To do. Return every line of the listing that includes the string "Deserialize".

Data records.

===============

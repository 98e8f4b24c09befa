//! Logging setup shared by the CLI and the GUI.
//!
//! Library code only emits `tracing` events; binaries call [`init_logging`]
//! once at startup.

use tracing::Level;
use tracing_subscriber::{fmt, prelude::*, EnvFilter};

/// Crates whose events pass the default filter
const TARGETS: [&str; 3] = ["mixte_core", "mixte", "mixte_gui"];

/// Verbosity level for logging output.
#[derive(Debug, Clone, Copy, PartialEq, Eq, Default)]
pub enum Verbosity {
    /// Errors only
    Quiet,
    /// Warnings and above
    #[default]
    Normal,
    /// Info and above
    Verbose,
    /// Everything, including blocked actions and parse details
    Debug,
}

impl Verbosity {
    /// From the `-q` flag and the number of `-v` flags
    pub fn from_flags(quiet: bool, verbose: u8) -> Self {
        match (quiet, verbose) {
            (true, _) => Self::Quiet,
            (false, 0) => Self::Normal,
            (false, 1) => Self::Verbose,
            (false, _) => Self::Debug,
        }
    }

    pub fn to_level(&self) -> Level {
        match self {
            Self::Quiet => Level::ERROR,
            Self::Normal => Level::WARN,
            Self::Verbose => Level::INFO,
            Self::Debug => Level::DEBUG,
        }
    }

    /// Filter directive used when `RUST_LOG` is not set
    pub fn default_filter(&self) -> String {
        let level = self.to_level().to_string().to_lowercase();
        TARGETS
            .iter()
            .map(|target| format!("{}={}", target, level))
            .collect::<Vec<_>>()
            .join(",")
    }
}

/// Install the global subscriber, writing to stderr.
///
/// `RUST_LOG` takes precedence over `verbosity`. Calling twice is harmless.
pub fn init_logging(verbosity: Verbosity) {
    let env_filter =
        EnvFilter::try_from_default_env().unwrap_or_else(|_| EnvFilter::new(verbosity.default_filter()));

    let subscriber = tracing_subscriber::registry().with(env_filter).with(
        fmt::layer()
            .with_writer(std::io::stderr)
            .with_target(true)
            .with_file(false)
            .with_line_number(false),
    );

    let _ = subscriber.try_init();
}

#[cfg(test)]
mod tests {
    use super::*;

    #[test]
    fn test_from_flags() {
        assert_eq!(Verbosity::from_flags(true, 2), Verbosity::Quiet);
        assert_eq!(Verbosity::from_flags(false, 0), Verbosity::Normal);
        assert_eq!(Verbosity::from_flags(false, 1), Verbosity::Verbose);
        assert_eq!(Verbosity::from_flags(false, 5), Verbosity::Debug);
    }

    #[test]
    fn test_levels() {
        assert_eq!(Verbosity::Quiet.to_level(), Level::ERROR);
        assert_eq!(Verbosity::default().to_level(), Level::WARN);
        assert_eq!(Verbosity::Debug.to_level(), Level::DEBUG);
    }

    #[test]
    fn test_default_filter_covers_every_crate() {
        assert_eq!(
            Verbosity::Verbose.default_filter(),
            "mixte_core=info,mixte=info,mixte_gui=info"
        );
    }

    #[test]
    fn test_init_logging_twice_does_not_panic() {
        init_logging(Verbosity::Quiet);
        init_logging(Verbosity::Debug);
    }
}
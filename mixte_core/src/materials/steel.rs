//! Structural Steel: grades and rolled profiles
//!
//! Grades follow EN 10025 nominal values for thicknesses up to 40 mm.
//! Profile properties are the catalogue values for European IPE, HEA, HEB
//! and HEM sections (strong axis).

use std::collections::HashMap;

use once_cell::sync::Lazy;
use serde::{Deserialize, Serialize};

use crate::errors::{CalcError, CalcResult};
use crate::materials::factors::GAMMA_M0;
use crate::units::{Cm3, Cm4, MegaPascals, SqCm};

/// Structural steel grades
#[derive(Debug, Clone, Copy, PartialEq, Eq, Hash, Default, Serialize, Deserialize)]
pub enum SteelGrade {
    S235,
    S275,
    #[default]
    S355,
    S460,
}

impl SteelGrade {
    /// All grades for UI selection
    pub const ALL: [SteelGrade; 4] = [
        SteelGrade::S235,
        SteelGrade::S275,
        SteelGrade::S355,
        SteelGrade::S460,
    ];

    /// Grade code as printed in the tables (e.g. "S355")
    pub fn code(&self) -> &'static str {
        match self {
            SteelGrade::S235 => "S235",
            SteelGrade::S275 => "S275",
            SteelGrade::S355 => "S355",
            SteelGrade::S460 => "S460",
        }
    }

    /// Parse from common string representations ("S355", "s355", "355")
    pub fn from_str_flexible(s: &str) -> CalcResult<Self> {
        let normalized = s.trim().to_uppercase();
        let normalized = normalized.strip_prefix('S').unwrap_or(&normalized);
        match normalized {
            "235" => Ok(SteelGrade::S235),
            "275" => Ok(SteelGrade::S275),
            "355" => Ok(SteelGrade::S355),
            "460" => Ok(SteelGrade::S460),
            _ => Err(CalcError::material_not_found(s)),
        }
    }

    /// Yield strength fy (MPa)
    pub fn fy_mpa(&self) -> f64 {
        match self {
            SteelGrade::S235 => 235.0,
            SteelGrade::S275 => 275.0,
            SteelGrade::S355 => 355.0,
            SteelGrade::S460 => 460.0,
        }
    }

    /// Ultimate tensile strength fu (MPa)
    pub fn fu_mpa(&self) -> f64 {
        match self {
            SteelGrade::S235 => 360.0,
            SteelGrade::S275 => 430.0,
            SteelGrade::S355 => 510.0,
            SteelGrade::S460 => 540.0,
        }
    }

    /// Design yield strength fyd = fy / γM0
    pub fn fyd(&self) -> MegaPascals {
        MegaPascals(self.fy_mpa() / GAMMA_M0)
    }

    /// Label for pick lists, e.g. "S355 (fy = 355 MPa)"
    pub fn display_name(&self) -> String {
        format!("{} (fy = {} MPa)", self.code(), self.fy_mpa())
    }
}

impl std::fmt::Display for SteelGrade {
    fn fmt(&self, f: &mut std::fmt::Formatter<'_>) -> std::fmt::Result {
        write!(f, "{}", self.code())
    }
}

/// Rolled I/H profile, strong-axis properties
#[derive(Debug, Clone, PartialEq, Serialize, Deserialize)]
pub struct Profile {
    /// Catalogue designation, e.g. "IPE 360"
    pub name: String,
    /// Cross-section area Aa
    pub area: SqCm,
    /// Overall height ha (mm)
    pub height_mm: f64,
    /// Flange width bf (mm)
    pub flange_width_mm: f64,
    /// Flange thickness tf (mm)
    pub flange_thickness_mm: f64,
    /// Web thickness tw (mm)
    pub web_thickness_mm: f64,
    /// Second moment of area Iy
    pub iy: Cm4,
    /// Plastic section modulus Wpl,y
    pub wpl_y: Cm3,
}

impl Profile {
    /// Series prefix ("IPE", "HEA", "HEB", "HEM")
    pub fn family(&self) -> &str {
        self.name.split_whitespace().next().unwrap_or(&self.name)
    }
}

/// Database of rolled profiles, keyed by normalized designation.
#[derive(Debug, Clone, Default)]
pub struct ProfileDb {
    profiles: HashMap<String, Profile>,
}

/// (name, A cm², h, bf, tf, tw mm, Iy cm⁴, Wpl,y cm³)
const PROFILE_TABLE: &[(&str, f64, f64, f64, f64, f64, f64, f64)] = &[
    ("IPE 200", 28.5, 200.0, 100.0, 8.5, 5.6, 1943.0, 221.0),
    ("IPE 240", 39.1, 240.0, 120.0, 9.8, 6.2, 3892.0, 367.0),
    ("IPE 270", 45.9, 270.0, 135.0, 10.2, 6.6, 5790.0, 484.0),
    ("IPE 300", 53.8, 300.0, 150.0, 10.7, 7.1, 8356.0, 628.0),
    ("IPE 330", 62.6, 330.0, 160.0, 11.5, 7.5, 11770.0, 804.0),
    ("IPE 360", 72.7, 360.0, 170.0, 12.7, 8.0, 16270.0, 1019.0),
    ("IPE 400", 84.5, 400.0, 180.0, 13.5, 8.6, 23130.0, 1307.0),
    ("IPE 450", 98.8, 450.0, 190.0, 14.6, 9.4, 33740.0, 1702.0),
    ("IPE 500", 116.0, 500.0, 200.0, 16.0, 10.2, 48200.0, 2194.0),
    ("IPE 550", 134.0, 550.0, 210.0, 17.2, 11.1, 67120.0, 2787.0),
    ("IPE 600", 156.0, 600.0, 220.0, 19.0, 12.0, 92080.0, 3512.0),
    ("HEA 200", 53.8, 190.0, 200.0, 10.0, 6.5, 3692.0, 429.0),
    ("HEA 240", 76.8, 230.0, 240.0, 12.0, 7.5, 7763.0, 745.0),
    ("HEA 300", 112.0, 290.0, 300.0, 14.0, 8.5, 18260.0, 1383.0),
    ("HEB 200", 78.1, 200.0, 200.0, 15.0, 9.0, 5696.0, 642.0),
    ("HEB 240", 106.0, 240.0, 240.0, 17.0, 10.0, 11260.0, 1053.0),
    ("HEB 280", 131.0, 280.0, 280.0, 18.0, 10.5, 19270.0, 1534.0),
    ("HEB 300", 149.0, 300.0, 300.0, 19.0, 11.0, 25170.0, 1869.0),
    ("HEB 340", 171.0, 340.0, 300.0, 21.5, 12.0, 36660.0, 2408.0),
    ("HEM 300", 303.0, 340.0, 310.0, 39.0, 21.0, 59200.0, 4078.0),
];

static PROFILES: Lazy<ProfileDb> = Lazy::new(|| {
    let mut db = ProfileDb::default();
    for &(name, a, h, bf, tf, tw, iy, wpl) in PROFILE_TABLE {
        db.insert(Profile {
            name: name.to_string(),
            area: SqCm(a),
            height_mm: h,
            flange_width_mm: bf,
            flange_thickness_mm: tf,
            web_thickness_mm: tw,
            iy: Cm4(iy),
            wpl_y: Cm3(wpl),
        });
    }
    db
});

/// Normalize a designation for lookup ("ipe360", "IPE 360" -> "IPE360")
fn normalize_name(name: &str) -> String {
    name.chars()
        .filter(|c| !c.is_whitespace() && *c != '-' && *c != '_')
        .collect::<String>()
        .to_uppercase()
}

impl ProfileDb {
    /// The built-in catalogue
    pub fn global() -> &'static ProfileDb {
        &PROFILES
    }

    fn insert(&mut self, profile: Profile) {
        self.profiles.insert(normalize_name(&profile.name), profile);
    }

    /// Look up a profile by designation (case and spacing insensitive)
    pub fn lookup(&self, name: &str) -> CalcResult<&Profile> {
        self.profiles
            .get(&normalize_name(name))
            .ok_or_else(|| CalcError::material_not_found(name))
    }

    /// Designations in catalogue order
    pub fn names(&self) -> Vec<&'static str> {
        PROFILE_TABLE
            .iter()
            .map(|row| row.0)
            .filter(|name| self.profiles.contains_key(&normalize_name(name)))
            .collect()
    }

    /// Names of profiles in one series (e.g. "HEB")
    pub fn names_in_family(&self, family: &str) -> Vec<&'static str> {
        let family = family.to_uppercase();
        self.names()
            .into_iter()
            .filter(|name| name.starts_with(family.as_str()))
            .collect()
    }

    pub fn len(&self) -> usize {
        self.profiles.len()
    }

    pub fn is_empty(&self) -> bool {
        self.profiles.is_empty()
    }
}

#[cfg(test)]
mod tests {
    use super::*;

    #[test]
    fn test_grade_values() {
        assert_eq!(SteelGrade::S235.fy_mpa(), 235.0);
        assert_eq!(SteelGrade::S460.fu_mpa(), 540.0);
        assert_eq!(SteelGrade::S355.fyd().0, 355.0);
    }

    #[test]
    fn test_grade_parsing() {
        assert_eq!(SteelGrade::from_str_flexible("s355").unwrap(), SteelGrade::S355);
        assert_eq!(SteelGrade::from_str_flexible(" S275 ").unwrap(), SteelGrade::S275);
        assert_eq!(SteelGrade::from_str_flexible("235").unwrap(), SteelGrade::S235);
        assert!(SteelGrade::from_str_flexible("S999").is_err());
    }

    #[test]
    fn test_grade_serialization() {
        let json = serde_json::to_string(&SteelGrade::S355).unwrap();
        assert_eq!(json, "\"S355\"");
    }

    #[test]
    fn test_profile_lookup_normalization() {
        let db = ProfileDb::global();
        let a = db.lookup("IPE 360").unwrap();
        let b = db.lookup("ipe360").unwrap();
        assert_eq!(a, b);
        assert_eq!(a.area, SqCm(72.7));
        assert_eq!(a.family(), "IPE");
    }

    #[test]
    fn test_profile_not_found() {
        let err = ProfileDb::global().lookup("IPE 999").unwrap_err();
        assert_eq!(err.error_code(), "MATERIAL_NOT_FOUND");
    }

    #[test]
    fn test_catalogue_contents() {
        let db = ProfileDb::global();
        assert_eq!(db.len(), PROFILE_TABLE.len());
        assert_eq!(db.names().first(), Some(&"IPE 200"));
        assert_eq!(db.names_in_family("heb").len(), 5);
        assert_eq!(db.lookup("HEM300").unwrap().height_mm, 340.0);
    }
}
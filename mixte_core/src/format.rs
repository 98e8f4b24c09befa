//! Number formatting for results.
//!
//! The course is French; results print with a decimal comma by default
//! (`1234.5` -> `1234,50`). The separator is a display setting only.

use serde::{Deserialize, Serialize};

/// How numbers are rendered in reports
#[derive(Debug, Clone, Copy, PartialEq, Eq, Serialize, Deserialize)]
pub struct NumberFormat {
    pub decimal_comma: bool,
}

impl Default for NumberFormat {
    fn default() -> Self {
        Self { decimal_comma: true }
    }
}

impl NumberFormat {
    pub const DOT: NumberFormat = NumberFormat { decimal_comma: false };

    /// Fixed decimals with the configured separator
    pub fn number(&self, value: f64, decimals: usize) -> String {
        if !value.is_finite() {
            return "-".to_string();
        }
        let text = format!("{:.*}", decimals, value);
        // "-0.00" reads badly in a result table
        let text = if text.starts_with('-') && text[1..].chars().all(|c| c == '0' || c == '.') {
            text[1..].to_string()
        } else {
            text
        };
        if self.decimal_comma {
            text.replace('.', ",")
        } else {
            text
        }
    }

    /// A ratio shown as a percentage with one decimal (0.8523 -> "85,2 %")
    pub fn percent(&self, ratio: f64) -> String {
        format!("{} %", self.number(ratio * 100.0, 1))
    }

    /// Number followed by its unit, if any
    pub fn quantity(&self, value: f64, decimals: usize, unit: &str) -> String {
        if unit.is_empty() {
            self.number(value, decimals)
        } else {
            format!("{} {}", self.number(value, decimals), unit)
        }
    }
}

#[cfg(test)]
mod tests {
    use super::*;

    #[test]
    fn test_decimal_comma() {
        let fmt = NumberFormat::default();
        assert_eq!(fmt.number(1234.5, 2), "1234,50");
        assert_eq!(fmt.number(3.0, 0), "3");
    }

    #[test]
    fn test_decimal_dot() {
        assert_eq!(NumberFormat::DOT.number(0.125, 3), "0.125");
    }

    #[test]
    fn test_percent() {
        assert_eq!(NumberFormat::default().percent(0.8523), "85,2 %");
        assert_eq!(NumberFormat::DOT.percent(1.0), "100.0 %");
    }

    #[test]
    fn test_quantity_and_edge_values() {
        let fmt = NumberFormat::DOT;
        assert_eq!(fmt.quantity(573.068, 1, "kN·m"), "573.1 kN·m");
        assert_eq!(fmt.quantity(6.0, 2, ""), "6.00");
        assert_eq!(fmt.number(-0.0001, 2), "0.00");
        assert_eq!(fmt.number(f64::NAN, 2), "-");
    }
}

===============

Exercise result.
use serde::{Deserialize, Serialize};
#[derive(Debug, Clone, Copy, PartialEq, Eq, Hash, Default, Serialize, Deserialize)]
#[derive(Debug, Clone, PartialEq, Serialize, Deserialize)]
use serde::{Deserialize, Serialize};
#[derive(Debug, Clone, Copy, PartialEq, Eq, Serialize, Deserialize)]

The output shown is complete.